Il faut créer de réels conditions pour rendre agréable la vie dans la
communauté ou tout au moins l'améliorer. Nous pensons que le président Alassane
Ouattara, en tant que doyen d'âge des chefs d'États de la CEDEAO et de par son
leadership indiscutable peut vraiment aider à cela. C'est notre vœu au Rdi,
pour que l'unité sous-régionale et africaine devienne réalité.
- Nous allons conclure par les
accusations du chef de l'État Burkinabè contre les autorités ivoiriennes de
préparer la déstabilisation de leur pays. Votre avis sur la question ?
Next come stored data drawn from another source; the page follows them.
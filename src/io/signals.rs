//! Signal handling for longlapse.
//!
//! SIGINT, SIGTERM and SIGHUP are forwarded from a dedicated thread as
//! [`SignalMessage::Shutdown`] over a channel. Long waits block on that
//! channel with `recv_timeout`, so a signal interrupts them immediately.

use anyhow::{Context, Result};
use signal_hook::{
    consts::signal::{SIGHUP, SIGINT, SIGTERM},
    iterator::Signals,
};
use std::{
    sync::Arc,
    sync::atomic::{AtomicBool, Ordering},
    sync::mpsc::{Receiver, RecvTimeoutError, Sender, TryRecvError},
    thread,
    time::Duration,
};

use crate::time::Clock;

/// Messages delivered from the signal thread.
#[derive(Debug, Clone, PartialEq, Eq)]
pub enum SignalMessage {
    /// Shutdown requested (SIGTERM, SIGINT, SIGHUP)
    Shutdown { signal: i32 },
}

/// Shared shutdown state.
pub struct ShutdownSignal {
    /// Cleared once a shutdown has been requested
    running: Arc<AtomicBool>,
    receiver: Receiver<SignalMessage>,
    sender: Sender<SignalMessage>,
}

impl ShutdownSignal {
    /// Create a shutdown channel that no OS signal is attached to.
    ///
    /// Used by tests and by callers that drive shutdown themselves through
    /// [`ShutdownSignal::sender`].
    pub fn new() -> Self {
        let (sender, receiver) = std::sync::mpsc::channel();
        Self {
            running: Arc::new(AtomicBool::new(true)),
            receiver,
            sender,
        }
    }

    /// A sender that can request shutdown from another thread.
    pub fn sender(&self) -> Sender<SignalMessage> {
        self.sender.clone()
    }

    /// Request shutdown from the current thread.
    pub fn request_shutdown(&self) {
        self.running.store(false, Ordering::SeqCst);
        let _ = self.sender.send(SignalMessage::Shutdown { signal: 0 });
    }

    pub fn is_shutdown_requested(&self) -> bool {
        !self.running.load(Ordering::SeqCst)
    }

    /// Block for at most `chunk`, returning `true` if shutdown was requested.
    ///
    /// Simulated clocks advance instantly, so the channel is only polled
    /// before handing the chunk to the clock.
    pub fn wait(&self, chunk: Duration, clock: &dyn Clock) -> bool {
        if self.is_shutdown_requested() {
            return true;
        }

        let received = if clock.is_simulated() {
            match self.receiver.try_recv() {
                Ok(message) => Some(message),
                Err(TryRecvError::Empty) | Err(TryRecvError::Disconnected) => {
                    clock.sleep(chunk);
                    None
                }
            }
        } else {
            match self.receiver.recv_timeout(chunk) {
                Ok(message) => Some(message),
                Err(RecvTimeoutError::Timeout) => None,
                Err(RecvTimeoutError::Disconnected) => {
                    clock.sleep(chunk);
                    None
                }
            }
        };

        match received {
            Some(SignalMessage::Shutdown { .. }) => {
                self.running.store(false, Ordering::SeqCst);
                true
            }
            None => self.is_shutdown_requested(),
        }
    }
}

impl Default for ShutdownSignal {
    fn default() -> Self {
        Self::new()
    }
}

/// Register the shutdown signals and start the forwarding thread.
pub fn setup_signal_handler(debug_enabled: bool) -> Result<ShutdownSignal> {
    let state = ShutdownSignal::new();

    let mut signals =
        Signals::new([SIGINT, SIGTERM, SIGHUP]).context("failed to register signal handlers")?;

    let running = state.running.clone();
    let sender = state.sender.clone();

    thread::spawn(move || {
        for sig in signals.forever() {
            let name = match sig {
                SIGINT => "SIGINT",
                SIGTERM => "SIGTERM",
                SIGHUP => "SIGHUP",
                _ => "signal",
            };

            if debug_enabled {
                log_pipe!();
                log_debug!("Received {name} (PID {})", std::process::id());
            }

            running.store(false, Ordering::SeqCst);
            if sender.send(SignalMessage::Shutdown { signal: sig }).is_err() {
                // Main thread is gone
                break;
            }
        }
    });

    Ok(state)
}

#[cfg(test)]
mod tests {
    use super::*;
    use crate::time::SimulatedClock;
    use chrono::{TimeZone, Utc};

    #[test]
    fn test_wait_times_out_without_signal() {
        let clock = SimulatedClock::new(Utc.with_ymd_and_hms(2024, 6, 1, 12, 0, 0).unwrap());
        let signal = ShutdownSignal::new();

        assert!(!signal.wait(Duration::from_secs(1), &clock));
        assert_eq!(
            clock.now(),
            Utc.with_ymd_and_hms(2024, 6, 1, 12, 0, 1).unwrap()
        );
    }

    #[test]
    fn test_message_from_other_thread_interrupts_wait() {
        let clock = SimulatedClock::new(Utc.with_ymd_and_hms(2024, 6, 1, 12, 0, 0).unwrap());
        let signal = ShutdownSignal::new();
        let sender = signal.sender();

        thread::spawn(move || {
            let _ = sender.send(SignalMessage::Shutdown { signal: SIGTERM });
        })
        .join()
        .unwrap();

        assert!(signal.wait(Duration::from_secs(1), &clock));
        assert!(signal.is_shutdown_requested());
    }

    #[test]
    fn test_request_shutdown_is_sticky() {
        let clock = SimulatedClock::new(Utc.with_ymd_and_hms(2024, 6, 1, 12, 0, 0).unwrap());
        let signal = ShutdownSignal::new();
        signal.request_shutdown();

        assert!(signal.wait(Duration::from_secs(1), &clock));
        assert!(signal.wait(Duration::from_secs(1), &clock));
    }
}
- La meilleure voie pour traiter de ces
questions c'est la diplomatie. Et nos frères burkinabè devraient plutôt user de
ces moyens pour lever tout équivoque. C'est une question de responsabilité,
dans la mesure où de telles sorties pourraient vite conduire à des situations
dont le contrôle peut échapper à tout le monde. Sur l'autel des intérêts
politiques, les citoyens africains ont déjà trop donné. Il faut que nous, les
hommes politiques, prenions pitié d'eux pour leur faire l'économie de certaines
situations qu'on peut éviter. Tous les problèmes peuvent se régler en
diplomatie. Quand on soupçonne quelqu'un de quelque chose et qu'on pense
détenir des preuves suffisamment accablantes, il faut le confondre en lui
montrant ces preuves là avec courtoisie. Ça va éviter beaucoup de choses. Dans
le cas d'espèce, les prétendues preuves n'ont jamais été fournies. Alors que
des personnes qui n'ont rien à voir avec cette affaire auraient pu faire les
frais d'extrémistes en quête d'occasion de démontrer leur zèle. Il faut donc
que nous fassions preuve de beaucoup de responsabilités et surtout d'humilité.
Je le répète, nous restons une famille. Par conséquent, je pense que la Côte
d'Ivoire n'a aucun intérêt à ce que le Burkina Faso, le Mali ou le Niger tombe.
Notre prière est que nos frères retournent à la table des discussions, afin
qu'ensemble nous envisageons des dispositions pratiques à prendre pour faire
ensemble front devant les nombreux challenges.